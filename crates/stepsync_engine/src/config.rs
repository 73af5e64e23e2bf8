//! Configuration for the sync engine.

use rand::Rng;
use std::time::Duration;
use stepsync_protocol::{DocId, SessionId};

/// Configuration for one document session.
#[derive(Debug, Clone)]
pub struct SyncConfig {
    /// Document being edited.
    pub doc_id: DocId,
    /// Origin id attached to every pushed step.
    pub session_id: SessionId,
    /// Period of the background sync timer.
    pub sync_interval: Duration,
    /// Quiet period after a local edit before an edit-triggered cycle runs.
    pub debounce: Duration,
    /// Timeout applied to every fetch, push and reset call.
    pub request_timeout: Duration,
    /// Delay policy after failed cycles.
    pub backoff: BackoffConfig,
}

impl SyncConfig {
    /// Creates a configuration for `doc_id` with a fresh session id.
    pub fn new(doc_id: DocId) -> Self {
        Self {
            doc_id,
            session_id: SessionId::generate(),
            sync_interval: Duration::from_millis(2000),
            debounce: Duration::from_millis(500),
            request_timeout: Duration::from_secs(10),
            backoff: BackoffConfig::default(),
        }
    }

    /// Sets the session id.
    pub fn with_session_id(mut self, session_id: SessionId) -> Self {
        self.session_id = session_id;
        self
    }

    /// Sets the sync interval.
    pub fn with_sync_interval(mut self, interval: Duration) -> Self {
        self.sync_interval = interval;
        self
    }

    /// Sets the edit debounce window.
    pub fn with_debounce(mut self, debounce: Duration) -> Self {
        self.debounce = debounce;
        self
    }

    /// Sets the per-request timeout.
    pub fn with_request_timeout(mut self, timeout: Duration) -> Self {
        self.request_timeout = timeout;
        self
    }

    /// Sets the backoff configuration.
    pub fn with_backoff(mut self, backoff: BackoffConfig) -> Self {
        self.backoff = backoff;
        self
    }
}

/// Extra delay added before the next timer-driven cycle after failures.
#[derive(Debug, Clone)]
pub struct BackoffConfig {
    /// Delay after the first failure.
    pub initial_delay: Duration,
    /// Upper bound on the delay.
    pub max_delay: Duration,
    /// Growth factor per consecutive failure.
    pub multiplier: f64,
    /// Whether to add up to 25% random jitter.
    pub jitter: bool,
}

impl BackoffConfig {
    /// Creates the default backoff policy.
    pub fn new() -> Self {
        Self {
            initial_delay: Duration::from_millis(250),
            max_delay: Duration::from_secs(30),
            multiplier: 2.0,
            jitter: true,
        }
    }

    /// No extra delay; failed cycles are retried on the next tick.
    pub fn none() -> Self {
        Self {
            initial_delay: Duration::ZERO,
            max_delay: Duration::ZERO,
            multiplier: 1.0,
            jitter: false,
        }
    }

    /// Sets the initial delay.
    pub fn with_initial_delay(mut self, delay: Duration) -> Self {
        self.initial_delay = delay;
        self
    }

    /// Sets the maximum delay.
    pub fn with_max_delay(mut self, delay: Duration) -> Self {
        self.max_delay = delay;
        self
    }

    /// Sets the multiplier.
    pub fn with_multiplier(mut self, multiplier: f64) -> Self {
        self.multiplier = multiplier;
        self
    }

    /// Enables or disables jitter.
    pub fn with_jitter(mut self, jitter: bool) -> Self {
        self.jitter = jitter;
        self
    }

    /// Delay after `failures` consecutive failed cycles.
    pub fn delay_for_failures(&self, failures: u32) -> Duration {
        if failures == 0 {
            return Duration::ZERO;
        }

        let exponent = i32::try_from(failures - 1).unwrap_or(i32::MAX);
        let base = self.initial_delay.as_secs_f64() * self.multiplier.powi(exponent);
        let delay = base.min(self.max_delay.as_secs_f64());

        if self.jitter && delay > 0.0 {
            let jitter = delay * 0.25 * rand::thread_rng().gen_range(0.0..1.0);
            Duration::from_secs_f64(delay + jitter)
        } else {
            Duration::from_secs_f64(delay)
        }
    }
}

impl Default for BackoffConfig {
    fn default() -> Self {
        Self::new()
    }
}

Work to be completed
Output the listing above exactly as it appears.

Task result
filename crates/stepsync_engine/src/config.rs
repository 73af5e64e23e2bf8
//! Configuration for the sync engine.

use rand::Rng;
use std::time::Duration;
use stepsync_protocol::{DocId, SessionId};

/// Configuration for one document session.
#[derive(Debug, Clone)]
pub struct SyncConfig {
    /// Document being edited.
    pub doc_id: DocId,
    /// Origin id attached to every pushed step.
    pub session_id: SessionId,
    /// Period of the background sync timer.
    pub sync_interval: Duration,
    /// Quiet period after a local edit before an edit-triggered cycle runs.
    pub debounce: Duration,
    /// Timeout applied to every fetch, push and reset call.
    pub request_timeout: Duration,
    /// Delay policy after failed cycles.
    pub backoff: BackoffConfig,
}

impl SyncConfig {
    /// Creates a configuration for `doc_id` with a fresh session id.
    pub fn new(doc_id: DocId) -> Self {
        Self {
            doc_id,
            session_id: SessionId::generate(),
            sync_interval: Duration::from_millis(2000),
            debounce: Duration::from_millis(500),
            request_timeout: Duration::from_secs(10),
            backoff: BackoffConfig::default(),
        }
    }

    /// Sets the session id.
    pub fn with_session_id(mut self, session_id: SessionId) -> Self {
        self.session_id = session_id;
        self
    }

    /// Sets the sync interval.
    pub fn with_sync_interval(mut self, interval: Duration) -> Self {
        self.sync_interval = interval;
        self
    }

    /// Sets the edit debounce window.
    pub fn with_debounce(mut self, debounce: Duration) -> Self {
        self.debounce = debounce;
        self
    }

    /// Sets the per-request timeout.
    pub fn with_request_timeout(mut self, timeout: Duration) -> Self {
        self.request_timeout = timeout;
        self
    }

    /// Sets the backoff configuration.
    pub fn with_backoff(mut self, backoff: BackoffConfig) -> Self {
        self.backoff = backoff;
        self
    }
}

/// Extra delay added before the next timer-driven cycle after failures.
#[derive(Debug, Clone)]
pub struct BackoffConfig {
    /// Delay after the first failure.
    pub initial_delay: Duration,
    /// Upper bound on the delay.
    pub max_delay: Duration,
    /// Growth factor per consecutive failure.
    pub multiplier: f64,
    /// Whether to add up to 25% random jitter.
    pub jitter: bool,
}

impl BackoffConfig {
    /// Creates the default backoff policy.
    pub fn new() -> Self {
        Self {
            initial_delay: Duration::from_millis(250),
            max_delay: Duration::from_secs(30),
            multiplier: 2.0,
            jitter: true,
        }
    }

    /// No extra delay; failed cycles are retried on the next tick.
    pub fn none() -> Self {
        Self {
            initial_delay: Duration::ZERO,
            max_delay: Duration::ZERO,
            multiplier: 1.0,
            jitter: false,
        }
    }

    /// Sets the initial delay.
    pub fn with_initial_delay(mut self, delay: Duration) -> Self {
        self.initial_delay = delay;
        self
    }

    /// Sets the maximum delay.
    pub fn with_max_delay(mut self, delay: Duration) -> Self {
        self.max_delay = delay;
        self
    }

    /// Sets the multiplier.
    pub fn with_multiplier(mut self, multiplier: f64) -> Self {
        self.multiplier = multiplier;
        self
    }

    /// Enables or disables jitter.
    pub fn with_jitter(mut self, jitter: bool) -> Self {
        self.jitter = jitter;
        self
    }

    /// Delay after `failures` consecutive failed cycles.
    pub fn delay_for_failures(&self, failures: u32) -> Duration {
        if failures == 0 {
            return Duration::ZERO;
        }

        let exponent = i32::try_from(failures - 1).unwrap_or(i32::MAX);
        let base = self.initial_delay.as_secs_f64() * self.multiplier.powi(exponent);
        let delay = base.min(self.max_delay.as_secs_f64());

        if self.jitter && delay > 0.0 {
            let jitter = delay * 0.25 * rand::thread_rng().gen_range(0.0..1.0);
            Duration::from_secs_f64(delay + jitter)
        } else {
            Duration::from_secs_f64(delay)
        }
    }
}

impl Default for BackoffConfig {
    fn default() -> Self {
        Self::new()
    }
}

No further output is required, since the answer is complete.